- Problem: Write out, word for word, every line in the data below from the one containing "fn fmt(&self, f: &mut" to the one containing "Self::NonNull(Box::new(Self::parse(inner)))", both of them included.

═════ Task material

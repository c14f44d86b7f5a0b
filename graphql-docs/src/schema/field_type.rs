use std::fmt;

/// Built-in scalars that get fixed example values and never need a sub-selection.
#[derive(Debug, Clone, Copy, PartialEq, Eq, Hash)]
pub enum BuiltinScalar {
    String,
    /// `Int` and `Long` share a representation
    Int,
    Boolean,
    Float,
}

impl BuiltinScalar {
    pub fn from_name(name: &str) -> Option<Self> {
        match name {
            "String" => Some(Self::String),
            "Int" | "Long" => Some(Self::Int),
            "Boolean" => Some(Self::Boolean),
            "Float" => Some(Self::Float),
            _ => None,
        }
    }
}

/// A declared type expression such as `[User!]!`.
#[derive(Debug, Clone, PartialEq, Eq, Hash)]
pub enum FieldType {
    Named(String),
    List(Box<FieldType>),
    NonNull(Box<FieldType>),
}

impl fmt::Display for FieldType {
    fn fmt(&self, f: &mut fmt::Formatter<'_>) -> fmt::Result {
        match self {
            FieldType::Named(ty) => write!(f, "{ty}"),
            FieldType::List(ty) => write!(f, "[{ty}]"),
            FieldType::NonNull(ty) => write!(f, "{ty}!"),
        }
    }
}

impl FieldType {
    /// Parses a type expression. Never fails: unbalanced brackets or stray
    /// markers are dropped from the named type.
    pub fn parse(raw: &str) -> Self {
        let raw = raw.trim();
        if let Some(inner) = raw.strip_suffix('!') {
            Self::NonNull(Box::new(Self::parse(inner)))
        } else if let Some(inner) = raw.strip_prefix('[') {
            let inner = inner.strip_suffix(']').unwrap_or(inner);
            Self::List(Box::new(Self::parse(inner)))
        } else {
            Self::Named(
                raw.trim_matches(|c| matches!(c, '[' | ']' | '!'))
                    .trim()
                    .to_owned(),
            )
        }
    }

    /// return the name of the type on which selections happen
    ///
    /// Example if we get the field `list: [User!]!`, it will return "User"
    pub fn inner_type_name(&self) -> &str {
        match self {
            FieldType::Named(name) => name.as_str(),
            FieldType::List(inner) | FieldType::NonNull(inner) => inner.inner_type_name(),
        }
    }

    /// Whether the outermost wrapper, ignoring non-null, is a list.
    pub fn is_list(&self) -> bool {
        match self {
            FieldType::List(_) => true,
            FieldType::NonNull(inner) => inner.is_list(),
            FieldType::Named(_) => false,
        }
    }

    /// Whether a non-null marker appears anywhere in the expression.
    pub fn has_non_null(&self) -> bool {
        match self {
            FieldType::NonNull(_) => true,
            FieldType::List(inner) => inner.has_non_null(),
            FieldType::Named(_) => false,
        }
    }

    pub fn resolve(&self) -> ResolvedType {
        ResolvedType {
            name: self.inner_type_name().to_owned(),
            required: self.has_non_null(),
            list: self.is_list(),
        }
    }
}

/// The flattened view of a type expression every walker works from.
#[derive(Debug, Clone, PartialEq, Eq)]
pub struct ResolvedType {
    /// Base type name with every wrapper stripped.
    pub name: String,
    pub required: bool,
    pub list: bool,
}

impl ResolvedType {
    pub fn resolve(raw: &str) -> Self {
        FieldType::parse(raw).resolve()
    }
}

#[cfg(test)]
mod tests {
    use pretty_assertions::assert_eq;
    use rstest::rstest;

    use super::*;

    #[rstest]
    #[case("Int", "Int", false, false)]
    #[case("Int!", "Int", true, false)]
    #[case("[String]", "String", false, true)]
    #[case("[String!]!", "String", true, true)]
    #[case("[User]!", "User", true, true)]
    #[case("[[Float!]]", "Float", true, true)]
    #[case(" Long ", "Long", false, false)]
    fn resolves_wrappers(
        #[case] raw: &str,
        #[case] name: &str,
        #[case] required: bool,
        #[case] list: bool,
    ) {
        assert_eq!(
            ResolvedType::resolve(raw),
            ResolvedType {
                name: name.to_owned(),
                required,
                list,
            }
        );
    }

    #[test]
    fn malformed_expressions_degrade() {
        assert_eq!(ResolvedType::resolve("[User").name, "User");
        assert_eq!(ResolvedType::resolve("User]").name, "User");
        assert!(ResolvedType::resolve("[User").list);
        assert_eq!(ResolvedType::resolve("").name, "");
    }

    #[test]
    fn display_round_trips_well_formed_expressions() {
        for raw in ["Int", "[Int]", "[Int!]!", "[[User]!]"] {
            assert_eq!(FieldType::parse(raw).to_string(), raw);
        }
    }

    #[test]
    fn long_is_an_int() {
        assert_eq!(BuiltinScalar::from_name("Long"), Some(BuiltinScalar::Int));
        assert_eq!(BuiltinScalar::from_name("ID"), None);
    }
}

══════════

- Result of this exercise:
    fn fmt(&self, f: &mut fmt::Formatter<'_>) -> fmt::Result {
        match self {
            FieldType::Named(ty) => write!(f, "{ty}"),
            FieldType::List(ty) => write!(f, "[{ty}]"),
            FieldType::NonNull(ty) => write!(f, "{ty}!"),
        }
    }
}

impl FieldType {
    /// Parses a type expression. Never fails: unbalanced brackets or stray
    /// markers are dropped from the named type.
    pub fn parse(raw: &str) -> Self {
        let raw = raw.trim();
        if let Some(inner) = raw.strip_suffix('!') {
            Self::NonNull(Box::new(Self::parse(inner)))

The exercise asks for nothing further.